**** Provided information

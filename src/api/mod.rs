pub mod roster_dto;
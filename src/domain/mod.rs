pub mod classroom;
pub mod roster;
pub mod student;
use chrono::Local;
use fern::Dispatch;
use log::LevelFilter;
use std::fs;

use crate::config::Config;

/// Initializes the global logger.
///
/// Should be called once at the very beginning of `main`, after the
/// configuration has been assembled.
///
/// Log level is controlled by the `RUST_LOG` environment variable and
/// defaults to `info`. Records are always appended to the log file in
/// `config.log_dir`; with `config.verbose` they are mirrored to stderr.
pub fn init(config: &Config) {
    if let Err(e) = fs::create_dir_all(&config.log_dir) {
        eprintln!("Failed to create log directory at '{}': {}", config.log_dir.display(), e);
    }

    let log_file_path = config.log_file_path();

    let log_level = std::env::var("RUST_LOG").unwrap_or_else(|_| "info".to_string());
    let log_level_filter = log_level.parse::<LevelFilter>().unwrap_or(LevelFilter::Info);

    let mut base_config = Dispatch::new().level(log_level_filter).level_for("serde", LevelFilter::Warn);

    if config.verbose {
        let console_config = Dispatch::new()
            .format(|out, message, record| {
                let colors = fern::colors::ColoredLevelConfig::new()
                    .error(fern::colors::Color::Red)
                    .warn(fern::colors::Color::Yellow)
                    .info(fern::colors::Color::Green)
                    .debug(fern::colors::Color::Blue)
                    .trace(fern::colors::Color::BrightBlack);

                out.finish(format_args!(
                    "[{} {} {}] {}",
                    Local::now().format("%Y-%m-%d %H:%M:%S"),
                    colors.color(record.level()),
                    record.target(),
                    message
                ))
            })
            .chain(std::io::stderr());

        base_config = base_config.chain(console_config);
    }

    // fern::log_file opens in append mode, earlier runs are never truncated.
    match fern::log_file(&log_file_path) {
        Ok(file) => {
            let file_config = Dispatch::new()
                .format(|out, message, record| {
                    out.finish(format_args!("[{} {} {}] {}", Local::now().format("%Y-%m-%d %H:%M:%S"), record.level(), record.target(), message))
                })
                .chain(file);
            base_config = base_config.chain(file_config);
        }
        Err(e) => {
            eprintln!("Failed to open log file '{}': {}", log_file_path.display(), e);
        }
    }

    base_config.apply().unwrap_or_else(|e| {
        eprintln!("Failed to apply logger configuration: {}", e);
    });

    log::debug!("Logger initialized. Logging to '{}'.", log_file_path.display());
}
use serde::Serialize;
use serde::de::DeserializeOwned;
use std::fs;
use std::path::Path;

use crate::error::{Error, Result};

/// Parses a JSON file into a given type `T`.
///
/// This function reads a file from `file_path`, attempts to parse it
/// as JSON, and returns an instance of `T`.
///
/// Errors are automatically converted into `crate::error::Error` variants:
/// - `Error::IoError` if the file cannot be read.
/// - `Error::DeserializationError` if the JSON is malformed.
pub fn parse_json_file<T: DeserializeOwned>(file_path: &Path) -> Result<T> {
    let data = fs::read_to_string(file_path).map_err(Error::IoError)?;

    let parsed_data: T = serde_json::from_str(&data).map_err(Error::DeserializationError)?;

    Ok(parsed_data)
}

/// Serializes `value` as pretty-printed JSON and overwrites `file_path` with it.
///
/// The write is not atomic: a crash mid-write can leave a truncated file.
pub fn write_json_file<T: Serialize>(file_path: &Path, value: &T) -> Result<()> {
    let mut data = serde_json::to_string_pretty(value)?;
    data.push('\n');

    fs::write(file_path, data)?;
    Ok(())
}
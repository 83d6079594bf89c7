//! Server configuration limits and timeouts
//!
//! Every struct here has conservative defaults and a hidden `_priv` field,
//! so new fields can be added without breaking callers. Override only what
//! you need with struct update syntax.
//!
//! # Examples
//!
//! ```no_run
//! use pool_web::{Method, Router, Server, limits::{ConnLimits, ServerLimits}};
//! use std::time::Duration;
//!
//! #[tokio::main]
//! async fn main() -> Result<(), pool_web::ServerError> {
//!     let mut router = Router::new();
//!     router.add_route(Method::Get, "/hello", |_, _| "Hello");
//!
//!     Server::builder()
//!         .address(([127, 0, 0, 1], 8080))
//!         .router(router)
//!         .server_limits(ServerLimits {
//!             worker_count: 32,
//!             min_request_interval: Duration::from_millis(1),
//!             ..ServerLimits::default()
//!         })
//!         .connection_limits(ConnLimits {
//!             socket_read_timeout: Duration::from_secs(5),
//!             ..ConnLimits::default()
//!         })
//!         .build()?
//!         .launch()
//!         .await;
//!
//!     Ok(())
//! }
//! ```

use std::time::Duration;

/// Controls the worker pool, the dispatch queue and admission.
///
/// # Connection management
/// ```text
///                            [------------]
///                            [ Tcp accept ]
///                            [------------]
///                                  ||
///                                  || TCP_STREAM
///                                  \/
/// [--------------]   Yes   /----------------\   No   [-------------]
/// [ Add to queue ] <====== |  Queue bounded |        [ Sending 503 ]
/// [--------------]    \    |  and full?     | =====> [   + close   ]
///        ||           \=== \----------------/        [-------------]
///        ||         (unbounded)
///        \/
/// [--------]   Yes   /---------------------------\   No   [------]
/// [ Worker ] <====== | Is there an idle worker?  | =====> [ Wait ]
/// [--------]         \---------------------------/        [------]
///     ||
///     \/
/// [ Rate limit check ] -- too soon --> [ 429 + close ]
/// ```
///
/// # Workers
/// A worker is an asynchronous task created once when the server launches
/// (with [tokio::spawn]). It loops forever: it takes one connection from
/// the queue and serves every request on it until the peer stops sending,
/// then goes back to the queue. While a worker is busy with a keep-alive
/// connection, other queued connections wait for another worker.
#[derive(Debug, Clone)]
pub struct ServerLimits {
    /// Number of workers serving connections (default: `8`).
    ///
    /// Fixed for the lifetime of the server; the pool is never resized.
    pub worker_count: usize,

    /// Maximum number of accepted connections waiting for a worker
    /// (default: `None`, unbounded).
    ///
    /// With `None` the acceptor never pushes back: under sustained overload
    /// the queue grows without limit. With `Some(n)`, a connection accepted
    /// while `n` are already waiting is answered
    /// [`503`](crate::StatusCode::ServiceUnavailable) and closed.
    pub max_pending_connections: Option<usize>,

    /// Minimum time between two connections from the same address
    /// (default: `100 ms`).
    ///
    /// A connection arriving sooner is answered
    /// [`429`](crate::StatusCode::TooManyRequests) and closed. Set to
    /// [`Duration::ZERO`] to disable rate limiting.
    ///
    /// # Note
    /// The table of last-seen addresses is never pruned and grows with the
    /// number of distinct clients for the life of the process.
    pub min_request_interval: Duration,

    /// Backlog passed to `listen(2)` (default: `128`).
    pub listen_backlog: i32,

    #[doc(hidden)]
    #[allow(dead_code)]
    pub _priv: (),
}

impl Default for ServerLimits {
    fn default() -> Self {
        Self {
            worker_count: 8,
            max_pending_connections: None,
            min_request_interval: Duration::from_millis(100),
            listen_backlog: 128,

            _priv: (),
        }
    }
}

/// Connection-level limits and timeouts
///
/// Default values balance resource usage and tolerance for slow clients.
#[derive(Debug, Clone)]
pub struct ConnLimits {
    /// Maximum time to wait for the next request on a connection
    /// (default: `60 seconds`).
    ///
    /// When it elapses the connection is closed without a response, exactly
    /// as if the peer had closed it. Without this, an idle keep-alive client
    /// would hold a worker forever.
    pub socket_read_timeout: Duration,

    /// Maximum duration of a single response write (default: `3 seconds`).
    ///
    /// A write that does not finish in time ends the connection.
    pub socket_write_timeout: Duration,

    /// Size of the buffer a request is read into (default: `4096 B`).
    ///
    /// A request must arrive in one read; anything beyond this size is
    /// read as the start of the next request.
    pub read_buffer_size: usize,

    #[doc(hidden)]
    #[allow(dead_code)]
    pub _priv: (),
}

impl Default for ConnLimits {
    #[inline(always)]
    fn default() -> Self {
        Self {
            socket_read_timeout: Duration::from_secs(60),
            socket_write_timeout: Duration::from_secs(3),
            read_buffer_size: 4096,

            _priv: (),
        }
    }
}

/// Configuration for response buffer allocation.
///
/// # Buffer Management
///
/// Each worker keeps one response buffer and reuses it between requests:
/// ```rust
/// # use pool_web::limits::RespLimits;
/// # let limits = RespLimits::default();
/// # let mut buffer: Vec<()> = Vec::with_capacity(limits.default_capacity);
/// #
/// // `buffer` is Vec
/// if buffer.capacity() > limits.max_capacity {
///     buffer = Vec::with_capacity(limits.default_capacity);
/// } else {
///     buffer.clear();
/// }
/// ```
#[derive(Debug, Clone)]
pub struct RespLimits {
    /// Initial buffer capacity allocated for responses (default: `1024 B`)
    pub default_capacity: usize,
    /// Capacity above which the buffer is reallocated on reset (default: `8192 B`)
    pub max_capacity: usize,

    #[doc(hidden)]
    #[allow(dead_code)]
    pub _priv: (),
}

impl Default for RespLimits {
    fn default() -> Self {
        Self {
            default_capacity: 1024,
            max_capacity: 8 * 1024,

            _priv: (),
        }
    }
}
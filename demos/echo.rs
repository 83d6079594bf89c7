use pool_web::{limits::ServerLimits, Method, Reply, Router, Server, ServerError};
use std::time::Duration;

fn echo(path: &str, body: &str) -> String {
    format!(r#"{{"path": {path:?}, "body": {body:?}}}"#)
}

#[tokio::main]
async fn main() -> Result<(), ServerError> {
    let mut router = Router::new();
    router
        .add_route(Method::Get, "/echo", echo)
        .add_route(Method::Put, "/echo", echo)
        .add_route(Method::Delete, "/echo", echo)
        .add_route(Method::Post, "/echo", |path: &str, body: &str| {
            Reply::created(echo(path, body))
        });

    Server::builder()
        .address(([127, 0, 0, 1], 8080))
        .router(router)
        .server_limits(ServerLimits {
            min_request_interval: Duration::ZERO,
            ..ServerLimits::default()
        })
        .build()?
        .launch_until(async {
            let _ = tokio::signal::ctrl_c().await;
        })
        .await;

    Ok(())
}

********

> [Task to carry out]
Write out exactly the lines that fall from the line with "use log::LevelFilter;" to the line with "let mut base_config" in the records above, keeping both ends.

> [Response]
use log::LevelFilter;
use std::fs;

use crate::config::Config;

/// Initializes the global logger.
///
/// Should be called once at the very beginning of `main`, after the
/// configuration has been assembled.
///
/// Log level is controlled by the `RUST_LOG` environment variable and
/// defaults to `info`. Records are always appended to the log file in
/// `config.log_dir`; with `config.verbose` they are mirrored to stderr.
pub fn init(config: &Config) {
    if let Err(e) = fs::create_dir_all(&config.log_dir) {
        eprintln!("Failed to create log directory at '{}': {}", config.log_dir.display(), e);
    }

    let log_file_path = config.log_file_path();

    let log_level = std::env::var("RUST_LOG").unwrap_or_else(|_| "info".to_string());
    let log_level_filter = log_level.parse::<LevelFilter>().unwrap_or(LevelFilter::Info);

    let mut base_config = Dispatch::new().level(log_level_filter).level_for("serde", LevelFilter::Warn);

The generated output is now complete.